Define specific heat capacity in terms of thermal energy, mass and temperature change.
An aluminium block has a volume of $3.612 \times 10^{-3}\,\text{m}^3$ at $0\,^\circ\text{C}$. Aluminium has a density of $2.700 \times 10^3\,\text{kg m}^{-3}$ at $0\,^\circ\text{C}$. It has a density of $2.620 \times 10^3\,\text{kg m}^{-3}$ at $500\,^\circ\text{C}$. The block is heated from $0\,^\circ\text{C}$ to $500\,^\circ\text{C}$ under an atmospheric pressure of $1.01 \times 10^5\,\text{Pa}$. Its internal energy increases by $4.38\,\text{MJ}$.
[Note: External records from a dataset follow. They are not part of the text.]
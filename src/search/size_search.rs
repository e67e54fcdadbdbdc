use crate::color::VertexId;
use crate::search::construction::random_bfs;
use crate::search::refinement::KvcsSearch;
use crate::search::subgraph::Subgraph;
use crate::timer::Timer;

impl<'a> KvcsSearch<'a> {
    /** generates up to R subsets of the given size (construction + local search, or random BFS)
    and returns the first one that is not (k-1)-colorable, with the sureness of the verdict.
    The full vertex set is returned with the sureness of the initial check.
    */
    pub fn find_k_vcs_fixed_size(&mut self, size:usize, timer:&Timer) -> Option<(Vec<VertexId>, bool)> {
        let n = self.inst.nb_vertices();
        let k = self.params.k;
        assert!(k+2 <= size && size <= n, "size {} outside [{},{}]", size, k+2, n);
        if size == n {
            return Some((self.inst.vertices().collect(), self.full_sure));
        }
        self.stats.nb_size_attempts += 1;
        for _ in 0..self.params.nb_trials {
            if timer.timed_out() { break; }
            self.stats.nb_generated_subsets += 1;
            let subset = if self.params.dense_search {
                let members = self.constructor.generate(size, &mut self.rng);
                let mut sg = Subgraph::new(self.inst, members);
                self.stats.total_construction_edges += sg.nb_edges();
                self.stats.nb_local_search_moves += self.local_search.run(&mut sg, timer, &mut self.rng);
                self.stats.nb_local_searches += 1;
                let mut members = sg.into_members();
                members.sort_unstable();
                members
            } else {
                random_bfs(self.inst, size, &mut self.rng)
            };
            let (is_vcs, sure) = self.oracle.is_k_vcs(k, &subset, timer, &mut self.stats);
            if is_vcs {
                self.stats.nb_size_successes += 1;
                return Some((subset, sure));
            }
        }
        None
    }

    /** searches a small subset that is not (k-1)-colorable: tries sizes k+2, then growing by
    a factor mu until a success, then binary searches between the last failing size and the
    success. Returns the full vertex set if no smaller size succeeds.
    */
    pub fn find_k_vcs(&mut self, timer:&Timer) -> (Vec<VertexId>, bool) {
        let n = self.inst.nb_vertices();
        let k = self.params.k;
        let mut size = k+2;
        let mut last = k;
        while size <= n && !timer.timed_out() {
            log::debug!("trying size {}", size);
            if let Some((mut best, mut best_sure)) = self.find_k_vcs_fixed_size(size, timer) {
                log::debug!("found a candidate of size {} (sure: {})", best.len(), best_sure);
                self.offer(&best, best_sure, false);
                let mut lo = (last+1).max(k+2);
                let mut hi = size-1;
                while lo <= hi && !timer.timed_out() {
                    let mid = (lo+hi) / 2;
                    log::debug!("trying size {} (binary search)", mid);
                    match self.find_k_vcs_fixed_size(mid, timer) {
                        Some((subset, sure)) => {
                            hi = mid-1;
                            if subset.len() < best.len() {
                                log::debug!("reduced size to {} (sure: {})", subset.len(), sure);
                                best = subset;
                                best_sure = sure;
                                self.offer(&best, best_sure, false);
                            }
                        }
                        None => lo = mid+1,
                    }
                }
                return (best, best_sure);
            }
            if size == n { break; }
            last = size;
            size = n.min((size+1).max((size as f64 * self.params.mu).ceil() as usize));
        }
        (self.inst.vertices().collect(), self.full_sure)
    }
}


#[cfg(test)]
mod tests {
    use crate::compact_instance::CompactInstance;
    use crate::params::Params;
    use crate::search::refinement::KvcsSearch;
    use crate::timer::Timer;

    fn search_on(inst:&CompactInstance, k:usize) -> KvcsSearch {
        let params = Params { k, seed: 5, ..Params::default() };
        KvcsSearch::new(inst, params, Timer::new(20.)).unwrap()
    }

    #[test]
    fn test_fixed_size_returns_verified_subset() {
        // 5-cycle plus a vertex adjacent to two of its vertices
        let inst = CompactInstance::from_file("insts/c5_extra.col").unwrap();
        let mut search = search_on(&inst, 3);
        let timer = Timer::new(10.);
        let (subset, _) = search.find_k_vcs_fixed_size(5, &timer).unwrap();
        assert_eq!(subset.len(), 5);
        let (is_vcs, sure) = search.oracle.is_k_vcs(3, &subset, &Timer::unlimited(), &mut search.stats);
        assert!(is_vcs && sure);
        assert!(search.stats.nb_size_successes >= 1);
    }

    #[test]
    fn test_fixed_size_full_set() {
        let inst = CompactInstance::from_file("insts/c5.col").unwrap();
        let mut search = search_on(&inst, 3);
        let (subset, _) = search.find_k_vcs_fixed_size(5, &Timer::new(1.)).unwrap();
        assert_eq!(subset, vec![0,1,2,3,4]);
    }

    #[test]
    fn test_fixed_size_fails_on_bipartite_sizes() {
        // no 5 vertices of a 6-cycle induce an odd cycle
        let inst = CompactInstance::from_file("insts/c6.col").unwrap();
        let mut search = search_on(&inst, 3);
        assert!(search.find_k_vcs_fixed_size(5, &Timer::new(5.)).is_none());
        assert_eq!(search.stats.nb_size_attempts, 1);
    }

    #[test]
    fn test_find_odd_cycle() {
        let inst = CompactInstance::from_file("insts/c5.col").unwrap();
        let mut search = search_on(&inst, 3);
        search.full_sure = true;
        let (subset, sure) = search.find_k_vcs(&Timer::new(5.));
        assert_eq!(subset.len(), 5);
        assert!(sure);
    }

    #[test]
    fn test_find_in_larger_graph() {
        let inst = CompactInstance::from_file("insts/c5_extra.col").unwrap();
        let mut search = search_on(&inst, 3);
        let (subset, sure) = search.find_k_vcs(&Timer::new(10.));
        assert_eq!(subset.len(), 5);
        assert!(sure);
    }
}
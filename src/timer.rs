use std::time::Instant;

/** stopping criterion polled by the searches before each unit of work */
pub trait StoppingCriterion {
    /// true iff the search should stop
    fn is_finished(&self) -> bool;
}

/**
Time stopping criterion. A timer can be derived from a parent one: its limit is then the
minimum of the requested limit and the time left to the parent, so nested calls never outlive
their parent's deadline.
*/
#[derive(Debug, Clone, Copy)]
pub struct Timer {
    /// creation instant
    start: Instant,
    /// time limit (seconds, may be infinite)
    limit: f64,
}

impl Timer {
    /// timer expiring after `limit` seconds
    pub fn new(limit:f64) -> Self {
        Self { start: Instant::now(), limit }
    }

    /// timer that never expires
    pub fn unlimited() -> Self { Self::new(f64::INFINITY) }

    /// timer expiring after `limit` seconds, or when the parent expires (whichever comes first)
    pub fn child(&self, limit:f64) -> Self {
        Self::new(limit.min(self.secs_left()))
    }

    /// seconds since creation
    pub fn elapsed_secs(&self) -> f64 { self.start.elapsed().as_secs_f64() }

    /// seconds before expiration (negative if expired)
    pub fn secs_left(&self) -> f64 { self.limit - self.elapsed_secs() }

    /// time limit given at creation
    pub fn limit(&self) -> f64 { self.limit }

    /// true iff the time limit is reached
    pub fn timed_out(&self) -> bool { self.elapsed_secs() >= self.limit }
}

impl StoppingCriterion for Timer {
    fn is_finished(&self) -> bool { self.timed_out() }
}
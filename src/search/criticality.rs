use bit_set::BitSet;
use rand::Rng;

use crate::color::{ColoringInstance, VertexId};
use crate::compact_instance::CompactInstance;
use crate::params::Params;
use crate::search::refinement::KvcsSearch;
use crate::search::util::reservoir::ReservoirSampling;
use crate::solvers::coloring::backtracking_dsatur::{is_k_colorable_exact, ExactOutcome};
use crate::timer::Timer;


/**
Marks critical the vertices that are the only "forced" vertex of their color.
A vertex is forced if its neighborhood in the subset sees every other color of the k-coloring.
All the other vertices of its color can be recolored at once, so removing it leaves a
(k-1)-coloring.

colors[i] is the color of subset[i]. Returns the number of newly marked vertices.
*/
pub fn mark_trivially_critical(
    inst:&dyn ColoringInstance, subset:&[VertexId], colors:&[usize], k:usize, critical:&mut BitSet
) -> usize {
    let mut position:Vec<Option<usize>> = vec![None ; inst.nb_vertices()];
    for (i,v) in subset.iter().enumerate() { position[*v] = Some(i); }
    let mut nb_forced = vec![0 ; k];
    let mut forced:Vec<Option<VertexId>> = vec![None ; k];
    let mut seen = BitSet::with_capacity(k);
    for (i,u) in subset.iter().enumerate() {
        seen.clear();
        for w in inst.neighbors(*u) {
            if let Some(j) = position[*w] { seen.insert(colors[j]); }
        }
        let can_change = (0..k).any(|c| c != colors[i] && !seen.contains(c));
        if !can_change {
            nb_forced[colors[i]] += 1;
            forced[colors[i]] = Some(*u);
        }
    }
    let mut nb_marked = 0;
    for c in 0..k {
        if nb_forced[c] == 1 {
            if let Some(u) = forced[c] {
                if critical.insert(u) { nb_marked += 1; }
            }
        }
    }
    if nb_marked > 0 {
        log::trace!("marked {} new vertices as critical (total: {})", nb_marked, critical.len());
    }
    nb_marked
}

/**
Chooses the next vertex to try removing: the non-critical vertex minimizing the number of its
neighbors in the subset, critical neighbors weighing as much as all the edges. Ties are broken
uniformly. Returns its position in subset, None if every vertex is critical.
*/
pub fn choose_vertex<R:Rng>(
    inst:&dyn ColoringInstance, subset:&[VertexId], critical:&BitSet, rng:&mut R
) -> Option<usize> {
    let inside:BitSet = subset.iter().cloned().collect();
    let heavy = inst.nb_edges().max(1);
    let mut best:Option<(usize, usize)> = None;
    let mut reservoir = ReservoirSampling::default();
    for (i,u) in subset.iter().enumerate().filter(|(_,u)| !critical.contains(**u)) {
        let score:usize = inst.neighbors(*u).iter()
            .filter(|w| inside.contains(**w))
            .map(|w| if critical.contains(*w) { heavy } else { 1 })
            .sum();
        match best {
            Some((_, b)) if score > b => {},
            Some((_, b)) if score == b => {
                if reservoir.consider(rng) { best = Some((i, score)); }
            },
            _ => {
                best = Some((i, score));
                reservoir.reset();
                reservoir.consider(rng);
            }
        }
    }
    best.map(|(i,_)| i)
}


/** result of the reduction of a candidate */
#[derive(Debug, Clone)]
pub struct Reduction {
    /// remaining vertices
    pub members: Vec<VertexId>,
    /// the remaining vertices are proven not (k-1)-colorable
    pub chroma: bool,
    /// every remaining vertex is proven critical
    pub crit: bool,
    /// vertices proven critical
    pub critical: BitSet,
    /// every remaining vertex was either removed or proven critical before the time limit
    pub completed: bool,
}


impl<'a> KvcsSearch<'a> {
    /** reduces a subset believed not (k-1)-colorable: repeatedly removes a non-critical
    vertex, keeps it out if the remainder is still not (k-1)-colorable, marks it critical otherwise.
    */
    pub fn reduce(&mut self, members:Vec<VertexId>, chroma:bool) -> Reduction {
        let k = self.params.k;
        let timer = self.timer;
        let clock = Timer::unlimited();
        let initial_size = members.len();
        self.stats.nb_postprocessing += 1;
        log::debug!("trying to reduce a subset of size {} (chroma: {})", initial_size, chroma);
        if members.len() <= k {
            let critical = members.iter().cloned().collect();
            return Reduction { members, chroma: true, crit: true, critical, completed: true };
        }
        let mut subset = members;
        let mut critical = BitSet::with_capacity(self.inst.nb_vertices());
        if let Some(colors) = self.oracle.check_colorability(k, &subset, &timer, &mut self.stats).witness {
            self.stats.nb_trivially_critical +=
                mark_trivially_critical(self.inst, &subset, &colors, k, &mut critical);
        }
        let mut chroma = chroma;
        let mut all_sure = true;
        let mut completed = false;
        while !timer.timed_out() {
            let i = match choose_vertex(self.inst, &subset, &critical, &mut self.rng) {
                None => { completed = true; break; }
                Some(i) => i,
            };
            let v = subset.swap_remove(i);
            let verdict = self.oracle.check_colorability(k-1, &subset, &timer, &mut self.stats);
            if timer.timed_out() || verdict.colorable {
                // v stays, at its position
                subset.push(v);
                let last = subset.len()-1;
                subset.swap(i, last);
                if timer.timed_out() { break; }
                all_sure &= verdict.sure;
                if let Some(colors) = verdict.witness {
                    let mut remainder = subset.clone();
                    remainder.swap_remove(i);
                    self.stats.nb_trivially_critical +=
                        mark_trivially_critical(self.inst, &remainder, &colors, k-1, &mut critical);
                }
                critical.insert(v);
            } else {
                all_sure &= verdict.sure;
                chroma = verdict.sure;
                log::debug!("removed {} (chroma: {}), size {} -> {}", v, chroma, subset.len()+1, subset.len());
                self.offer(&subset, chroma, false);
            }
        }
        let crit = completed && all_sure;
        self.stats.postprocessing_reduced += initial_size - subset.len();
        self.stats.postprocessing_time += clock.elapsed_secs();
        self.offer(&subset, chroma, crit);
        Reduction { members: subset, chroma, crit, critical, completed }
    }
}


/** result of the final confirmation */
#[derive(Debug, Clone, Default)]
pub struct Confirmation {
    /// the candidate is proven not (k-1)-colorable
    pub chroma: bool,
    /// every vertex of the candidate is proven critical
    pub crit: bool,
    /// time spent confirming the chromatic number (seconds)
    pub chroma_time: f64,
    /// time spent confirming the criticality (seconds)
    pub crit_time: f64,
}

/**
Confirms with the exact solver that the candidate is not (k-1)-colorable, then that removing
any of its vertices makes it (k-1)-colorable. Runs only if asked (confirm_criticality) or
forced (force_confirm); otherwise reports what the search already proved.
n is the number of vertices of the searched graph (the whole graph is known not (k-1)-colorable).
*/
pub fn confirm_criticality(
    inst:&dyn ColoringInstance, n:usize, members:&[VertexId], chroma:bool, crit:bool, params:&Params
) -> Confirmation {
    let k = params.k;
    let chroma = chroma || members.len() == n || members.len() == k;
    let crit = crit || members.len() == k;
    let mut res = Confirmation { chroma, crit: chroma && crit, ..Confirmation::default() };
    if !(params.force_confirm || (params.confirm_criticality && members.len() >= k)) {
        return res;
    }
    log::info!("confirming the criticality of a subset of size {} ({}s)", members.len(), params.confirm_time);
    let chroma_timer = Timer::new(params.confirm_time);
    if params.force_confirm || !chroma {
        let sub = CompactInstance::induced(inst, members);
        res.chroma = is_k_colorable_exact(&sub, k-1, &chroma_timer) == ExactOutcome::NotColorable;
    }
    res.chroma_time = chroma_timer.elapsed_secs();
    res.crit = crit;
    let crit_timer = Timer::new(params.confirm_time);
    if params.force_confirm || (res.chroma && !crit) {
        let per_vertex_time = (members.len() as f64 / params.confirm_time).max(0.5);
        res.crit = true;
        for i in 0..members.len() {
            if crit_timer.timed_out() {
                res.crit = false;
                break;
            }
            let mut remainder = members.to_vec();
            remainder.remove(i);
            let sub = CompactInstance::induced(inst, &remainder);
            let outcome = is_k_colorable_exact(&sub, k-1, &Timer::new(per_vertex_time));
            if !matches!(outcome, ExactOutcome::Colorable(_)) {
                res.crit = false;
                break;
            }
        }
    }
    res.crit_time = crit_timer.elapsed_secs();
    log::info!("solution {} critical, and {} chromatic number >= {} ({:.2}s + {:.2}s)",
        if res.crit { "is" } else { "may not be" },
        if res.chroma { "has" } else { "may not have" },
        k, res.chroma_time, res.crit_time);
    res
}


#[cfg(test)]
mod tests {
    use super::*;

    use rand::SeedableRng;
    use rand::rngs::StdRng;

    fn search_on(inst:&CompactInstance, k:usize) -> KvcsSearch {
        let params = Params { k, seed: 9, ..Params::default() };
        KvcsSearch::new(inst, params, Timer::new(20.)).unwrap()
    }

    #[test]
    fn test_forced_color() {
        // triangle 0-1-2 plus pendant 3 on 0, colored 0:0 1:1 2:2 3:1
        let inst = CompactInstance::from_edges(4, &[(0,1),(1,2),(0,2),(0,3)]);
        let mut critical = BitSet::new();
        let nb = mark_trivially_critical(&inst, &[0,1,2,3], &[0,1,2,1], 3, &mut critical);
        // 0, 1 and 2 see both other colors, 3 can take color 2
        assert_eq!(nb, 3);
        assert!(critical.contains(0) && critical.contains(1) && critical.contains(2));
        assert!(!critical.contains(3));
        let nb = mark_trivially_critical(&inst, &[0,1,2,3], &[0,1,2,1], 3, &mut critical);
        assert_eq!(nb, 0);
    }

    #[test]
    fn test_choose_vertex() {
        let inst = CompactInstance::from_file("insts/c5_extra.col").unwrap();
        let mut rng = StdRng::seed_from_u64(0);
        let all:Vec<VertexId> = inst.vertices().collect();
        let mut critical = BitSet::new();
        for v in &[0,2,3,4] { critical.insert(*v); }
        // 1 and 5 both see two critical vertices
        let i = choose_vertex(&inst, &all, &critical, &mut rng).unwrap();
        assert!(all[i] == 1 || all[i] == 5);
        critical.insert(1);
        critical.insert(5);
        assert_eq!(choose_vertex(&inst, &all, &critical, &mut rng), None);
    }

    #[test]
    fn test_reduce_to_odd_cycle() {
        let inst = CompactInstance::from_file("insts/c5_extra.col").unwrap();
        let mut search = search_on(&inst, 3);
        let reduction = search.reduce(inst.vertices().collect(), true);
        assert_eq!(reduction.members.len(), 5);
        assert!(reduction.chroma);
        assert!(reduction.crit);
        assert!(reduction.completed);
        for v in &reduction.members {
            assert!(reduction.critical.contains(*v));
        }
        assert_eq!(search.stats.postprocessing_reduced, 1);
    }

    #[test]
    fn test_reduce_every_remaining_vertex_accounted() {
        let inst = CompactInstance::from_file("insts/myciel3.col").unwrap();
        let mut search = search_on(&inst, 4);
        let reduction = search.reduce(inst.vertices().collect(), true);
        assert_eq!(reduction.members.len(), 11);
        assert!(reduction.completed && reduction.crit);
        let sub = CompactInstance::induced(&inst, &reduction.members);
        for i in 0..reduction.members.len() {
            let mut remainder = reduction.members.clone();
            remainder.remove(i);
            let sub_i = CompactInstance::induced(&inst, &remainder);
            assert!(matches!(is_k_colorable_exact(&sub_i, 3, &Timer::unlimited()), ExactOutcome::Colorable(_)));
        }
        assert_eq!(is_k_colorable_exact(&sub, 3, &Timer::unlimited()), ExactOutcome::NotColorable);
    }

    #[test]
    fn test_reduce_with_expired_timer() {
        let inst = CompactInstance::from_file("insts/c5_extra.col").unwrap();
        let params = Params { k: 3, seed: 9, ..Params::default() };
        let mut search = KvcsSearch::new(&inst, params, Timer::new(0.)).unwrap();
        let reduction = search.reduce(inst.vertices().collect(), true);
        assert_eq!(reduction.members.len(), 6);
        assert!(!reduction.completed);
        assert!(!reduction.crit);
    }

    #[test]
    fn test_confirmation() {
        let inst = CompactInstance::from_file("insts/c5_extra.col").unwrap();
        let params = Params { k: 3, force_confirm: true, confirm_time: 10., ..Params::default() };
        let c = confirm_criticality(&inst, 6, &[0,1,2,3,4], false, false, &params);
        assert!(c.chroma && c.crit);
        // the whole graph is not critical: removing 1 leaves an odd cycle
        let c = confirm_criticality(&inst, 7, &[0,1,2,3,4,5], false, false, &params);
        assert!(c.chroma && !c.crit);
        let params = Params { k: 3, ..Params::default() };
        let c = confirm_criticality(&inst, 6, &[0,1,2,3,4], true, false, &params);
        assert!(c.chroma && !c.crit);
    }
}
Calculate the mass of the block from the data provided.
Show that the volume of the block at $500\,^\circ\text{C}$ is $3.722 \times 10^{-3}\,\text{m}^3$.
Use the information in (b)(ii) to determine the magnitude of the work done on the block as its temperature rises from $0\,^\circ\text{C}$ to $500\,^\circ\text{C}$.
Explain whether the work done on the block has a positive or negative sign.
Use the first law of thermodynamics to find, to three significant figures, a value for the specific heat capacity of aluminium. Explain your working. Give a unit with your answer.
Without further calculation, suggest with a reason how doubling the pressure in (b) is likely to change the answer in (b)(v).